Task to complete: Every line of the data should be output word for word.

[Supplied records Boundary: Start]

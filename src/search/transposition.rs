//! Transposition table keyed by position digest.
//!
//! Only exact values are stored, so a hit can be returned as-is when its
//! depth suffices. Win/loss scores are kept relative to the node they were
//! found at and shifted by ply on the way in and out.

use rustc_hash::FxHashMap;

use super::driver::is_decided;
use crate::moves::MoveRecord;

/// One cached result.
#[derive(Clone, Debug)]
pub struct TranspositionEntry {
    pub best_move: Option<MoveRecord>,
    /// Exact value, relative to the node.
    pub value: f64,
    /// Remaining depth the value was searched to.
    pub depth: u32,
}

/// Digest → entry map with a size cap.
#[derive(Clone, Debug, Default)]
pub struct TranspositionTable {
    entries: FxHashMap<u64, TranspositionEntry>,
    capacity: usize,
}

impl TranspositionTable {
    #[must_use]
    pub fn new(capacity: usize) -> Self {
        Self {
            entries: FxHashMap::default(),
            capacity,
        }
    }

    #[must_use]
    pub fn get(&self, digest: u64) -> Option<&TranspositionEntry> {
        self.entries.get(&digest)
    }

    /// Value of an entry as seen from a node at `ply`.
    #[must_use]
    pub fn value_at(entry: &TranspositionEntry, ply: u32) -> f64 {
        if is_decided(entry.value) {
            entry.value - entry.value.signum() * f64::from(ply)
        } else {
            entry.value
        }
    }

    /// Store an exact value found at `ply`. Deeper entries are kept.
    pub fn store(
        &mut self,
        digest: u64,
        value: f64,
        depth: u32,
        ply: u32,
        best_move: Option<MoveRecord>,
    ) {
        if let Some(existing) = self.entries.get(&digest) {
            if existing.depth > depth {
                return;
            }
        } else if self.entries.len() >= self.capacity {
            return;
        }
        let value = if is_decided(value) {
            value + value.signum() * f64::from(ply)
        } else {
            value
        };
        self.entries.insert(
            digest,
            TranspositionEntry {
                best_move,
                value,
                depth,
            },
        );
    }

    #[must_use]
    pub fn len(&self) -> usize {
        self.entries.len()
    }

    #[must_use]
    pub fn is_empty(&self) -> bool {
        self.entries.is_empty()
    }

    pub fn clear(&mut self) {
        self.entries.clear();
    }
}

[Supplied records Boundary: End]

Task solution:
filename src/search/transposition.rs
//! Transposition table keyed by position digest.
//!
//! Only exact values are stored, so a hit can be returned as-is when its
//! depth suffices. Win/loss scores are kept relative to the node they were
//! found at and shifted by ply on the way in and out.

use rustc_hash::FxHashMap;

use super::driver::is_decided;
use crate::moves::MoveRecord;

/// One cached result.
#[derive(Clone, Debug)]
pub struct TranspositionEntry {
    pub best_move: Option<MoveRecord>,
    /// Exact value, relative to the node.
    pub value: f64,
    /// Remaining depth the value was searched to.
    pub depth: u32,
}

/// Digest → entry map with a size cap.
#[derive(Clone, Debug, Default)]
pub struct TranspositionTable {
    entries: FxHashMap<u64, TranspositionEntry>,
    capacity: usize,
}

impl TranspositionTable {
    #[must_use]
    pub fn new(capacity: usize) -> Self {
        Self {
            entries: FxHashMap::default(),
            capacity,
        }
    }

    #[must_use]
    pub fn get(&self, digest: u64) -> Option<&TranspositionEntry> {
        self.entries.get(&digest)
    }

    /// Value of an entry as seen from a node at `ply`.
    #[must_use]
    pub fn value_at(entry: &TranspositionEntry, ply: u32) -> f64 {
        if is_decided(entry.value) {
            entry.value - entry.value.signum() * f64::from(ply)
        } else {
            entry.value
        }
    }

    /// Store an exact value found at `ply`. Deeper entries are kept.
    pub fn store(
        &mut self,
        digest: u64,
        value: f64,
        depth: u32,
        ply: u32,
        best_move: Option<MoveRecord>,
    ) {
        if let Some(existing) = self.entries.get(&digest) {
            if existing.depth > depth {
                return;
            }
        } else if self.entries.len() >= self.capacity {
            return;
        }
        let value = if is_decided(value) {
            value + value.signum() * f64::from(ply)
        } else {
            value
        };
        self.entries.insert(
            digest,
            TranspositionEntry {
                best_move,
                value,
                depth,
            },
        );
    }

    #[must_use]
    pub fn len(&self) -> usize {
        self.entries.len()
    }

    #[must_use]
    pub fn is_empty(&self) -> bool {
        self.entries.is_empty()
    }

    pub fn clear(&mut self) {
        self.entries.clear();
    }
}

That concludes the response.